[Opening EXERCISE INPUT section]
//! `llms.txt` rendering.
//!
//! The manifest lists one absolute `.md` URL per documentation page. When a
//! navigation tree is available it drives the layout (headings for groups,
//! list items for pages, in declaration order). Otherwise the generated page
//! list is used as a flat fallback. A non-empty tree always wins when both
//! exist; an empty one falls back like a missing one.

use serde::{Deserialize, Serialize};

use crate::config::PluginConfig;
use crate::nav::NavNode;

/// Name of the manifest file at the output root.
pub const MANIFEST_FILE_NAME: &str = "llms.txt";

/// First heading level used for top-level groups.
const ROOT_LEVEL: usize = 2;

/// A page produced by the host build.
#[derive(Debug, Clone, PartialEq, Eq, Serialize, Deserialize)]
pub struct GeneratedPage {
    /// Host pathname: `""` for the root, `"about/"` for nested pages
    pub pathname: String,
}

impl GeneratedPage {
    pub fn new(pathname: impl Into<String>) -> Self {
        Self {
            pathname: pathname.into(),
        }
    }

    /// Root and error pages have no markdown mirror.
    fn is_listed(&self) -> bool {
        !self.pathname.is_empty() && self.pathname != "404/"
    }

    /// Pathname with its trailing slash replaced by `.md`.
    fn markdown_path(&self) -> String {
        match self.pathname.strip_suffix('/') {
            Some(stem) => format!("{stem}.md"),
            None => self.pathname.clone(),
        }
    }
}

/// Manifest text under construction.
#[derive(Debug, Clone)]
pub struct Manifest {
    base: String,
    content: String,
}

impl Manifest {
    /// Start a manifest with the site's title line.
    pub fn new(site_title: &str, base: &str) -> Self {
        Self {
            base: base.to_string(),
            content: format!("# {site_title} Documentation\n\n"),
        }
    }

    /// Append the rendering of a navigation tree.
    pub fn push_tree(&mut self, nodes: &[NavNode]) {
        for node in nodes {
            self.push_node(node, ROOT_LEVEL);
        }
    }

    /// Append the flat listing of generated pages.
    pub fn push_pages(&mut self, pages: &[GeneratedPage]) {
        let lines: Vec<String> = pages
            .iter()
            .filter(|page| page.is_listed())
            .map(|page| format!("- {}/{}", self.base, page.markdown_path()))
            .collect();

        self.content.push_str(&lines.join("\n"));
    }

    pub fn as_str(&self) -> &str {
        &self.content
    }

    pub fn into_string(self) -> String {
        self.content
    }

    fn push_node(&mut self, node: &NavNode, level: usize) {
        match node {
            NavNode::HeadingGroup { label, slug, items } => {
                self.content
                    .push_str(&format!("{} {}\n\n", "#".repeat(level), label));
                if let Some(slug) = slug {
                    self.push_url(slug);
                }
                self.push_items(items.as_deref(), level);
                self.content.push('\n');
            }
            NavNode::LinkLeaf {
                label,
                link,
                slug,
                items,
            } => {
                let url = self.url_for(link);
                match label {
                    Some(label) if level >= ROOT_LEVEL => {
                        self.content.push_str(&format!("- [{label}]({url})\n"));
                    }
                    _ => self.content.push_str(&format!("- {url}\n")),
                }
                if let Some(slug) = slug {
                    self.push_url(slug);
                }
                self.push_items(items.as_deref(), level);
            }
            NavNode::SlugLeaf { slug, items } => {
                self.push_url(slug);
                self.push_items(items.as_deref(), level);
            }
            NavNode::Group { items } => self.push_items(Some(items.as_slice()), level),
            NavNode::RawLeaf { slug } => self.push_url(slug),
        }
    }

    fn push_items(&mut self, items: Option<&[NavNode]>, level: usize) {
        for child in items.unwrap_or_default() {
            let child_level = if child.has_items() { level + 1 } else { level };
            self.push_node(child, child_level);
        }
    }

    fn push_url(&mut self, path: &str) {
        let url = self.url_for(path);
        self.content.push_str(&format!("- {url}\n"));
    }

    fn url_for(&self, path: &str) -> String {
        let trimmed = path.trim_matches('/');
        if trimmed.is_empty() {
            format!("{}/index.md", self.base)
        } else {
            format!("{}/{}.md", self.base, trimmed)
        }
    }
}

/// Render the manifest, or `None` when no base URL is configured.
pub fn render_manifest(
    config: &PluginConfig,
    site_title: &str,
    sidebar: Option<&[NavNode]>,
    pages: &[GeneratedPage],
) -> Option<String> {
    let base = config.link_base()?;
    let mut manifest = Manifest::new(site_title, base);

    match sidebar {
        Some(nodes) if !nodes.is_empty() => manifest.push_tree(nodes),
        _ => manifest.push_pages(pages),
    }

    Some(manifest.into_string())
}

#[cfg(test)]
mod tests {
    use super::*;
    use crate::config::PageActionsOptions;
    use crate::nav::parse_sidebar;
    use pretty_assertions::assert_eq;
    use serde_json::json;

    fn config(base_url: Option<&str>) -> PluginConfig {
        PluginConfig::resolve(PageActionsOptions {
            prompt: None,
            base_url: base_url.map(str::to_string),
        })
    }

    fn render_tree(sidebar: serde_json::Value) -> String {
        let nodes = parse_sidebar(&sidebar).unwrap();
        render_manifest(&config(Some("https://x.test")), "Site", Some(nodes.as_slice()), &[]).unwrap()
    }

    #[test]
    fn renders_labelled_group() {
        let output = render_tree(json!([
            { "label": "Guides", "items": [{ "label": "Start", "link": "/guides/start" }] }
        ]));

        assert_eq!(
            output,
            "# Site Documentation\n\n## Guides\n\n- [Start](https://x.test/guides/start.md)\n\n"
        );
    }

    #[test]
    fn nested_groups_deepen_headings() {
        let output = render_tree(json!([
            { "label": "Learn", "items": [
                { "label": "Overview", "link": "/learn/" },
                { "label": "Embedded", "items": [
                    { "label": "Intro", "link": "/learn/embedded/intro" },
                    { "label": "ESP32", "autogenerate": { "directory": "/learn/esp" } }
                ]},
                "learn/extra"
            ]}
        ]));

        let expected = "\
# Site Documentation

## Learn

- [Overview](https://x.test/learn.md)
### Embedded

- [Intro](https://x.test/learn/embedded/intro.md)
### ESP32



- https://x.test/learn/extra.md

";
        assert_eq!(output, expected);
    }

    #[test]
    fn link_leaf_with_items_stays_at_level() {
        let output = render_tree(json!([
            { "label": "Topic", "link": "/topic", "items": [
                { "label": "Sub", "items": [{ "link": "/topic/a" }] }
            ]}
        ]));

        let expected = "\
# Site Documentation

- [Topic](https://x.test/topic.md)
### Sub

- https://x.test/topic/a.md

";
        assert_eq!(output, expected);
    }

    #[test]
    fn slugs_and_root_links_use_index() {
        let output = render_tree(json!([
            { "items": ["/", { "slug": "/reference/" }, { "link": "///" }] }
        ]));

        assert_eq!(
            output,
            "# Site Documentation\n\n\
             - https://x.test/index.md\n\
             - https://x.test/reference.md\n\
             - https://x.test/index.md\n"
        );
    }

    #[test]
    fn heading_with_slug_lists_slug_before_children() {
        let output = render_tree(json!([
            { "label": "Ref", "slug": "ref", "items": ["ref/a"] }
        ]));

        assert_eq!(
            output,
            "# Site Documentation\n\n## Ref\n\n- https://x.test/ref.md\n- https://x.test/ref/a.md\n\n"
        );
    }

    #[test]
    fn fallback_lists_generated_pages() {
        let pages = vec![
            GeneratedPage::new(""),
            GeneratedPage::new("404/"),
            GeneratedPage::new("about/"),
        ];

        let output = render_manifest(&config(Some("https://x.test")), "Site", None, &pages).unwrap();

        assert_eq!(output, "# Site Documentation\n\n- https://x.test/about.md");
    }

    #[test]
    fn fallback_keeps_host_order() {
        let pages = vec![
            GeneratedPage::new("zeta/"),
            GeneratedPage::new("alpha/nested/"),
        ];

        let output =
            render_manifest(&config(Some("https://x.test/")), "Site", None, &pages).unwrap();

        assert_eq!(
            output,
            "# Site Documentation\n\n- https://x.test/zeta.md\n- https://x.test/alpha/nested.md"
        );
    }

    #[test]
    fn empty_tree_falls_back_to_pages() {
        let pages = vec![
            GeneratedPage::new(""),
            GeneratedPage::new("404/"),
            GeneratedPage::new("about/"),
        ];

        for sidebar in [json!([]), json!(["bare", 42])] {
            let nodes = parse_sidebar(&sidebar).unwrap();
            let output = render_manifest(
                &config(Some("https://x.test")),
                "Site",
                Some(nodes.as_slice()),
                &pages,
            )
            .unwrap();

            assert_eq!(output, "# Site Documentation\n\n- https://x.test/about.md");
        }
    }

    #[test]
    fn tree_wins_over_pages() {
        let nodes = parse_sidebar(&json!([{ "link": "/only" }])).unwrap();
        let pages = vec![GeneratedPage::new("other/")];

        let output =
            render_manifest(&config(Some("https://x.test")), "Site", Some(nodes.as_slice()), &pages).unwrap();

        assert!(output.contains("https://x.test/only.md"));
        assert!(!output.contains("other"));
    }

    #[test]
    fn skipped_without_base_url() {
        let pages = vec![GeneratedPage::new("about/")];

        assert_eq!(render_manifest(&config(None), "Site", None, &pages), None);
    }
}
[Closing EXERCISE INPUT section]
• **HOW TO COMPLETE THIS TASK**
When you retype the data above, start at its first line, stop after the line containing "use crate::nav::NavNode;", and leave out everything else.

• **EXERCISE RESPONSE**
//! `llms.txt` rendering.
//!
//! The manifest lists one absolute `.md` URL per documentation page. When a
//! navigation tree is available it drives the layout (headings for groups,
//! list items for pages, in declaration order). Otherwise the generated page
//! list is used as a flat fallback. A non-empty tree always wins when both
//! exist; an empty one falls back like a missing one.

use serde::{Deserialize, Serialize};

use crate::config::PluginConfig;
use crate::nav::NavNode;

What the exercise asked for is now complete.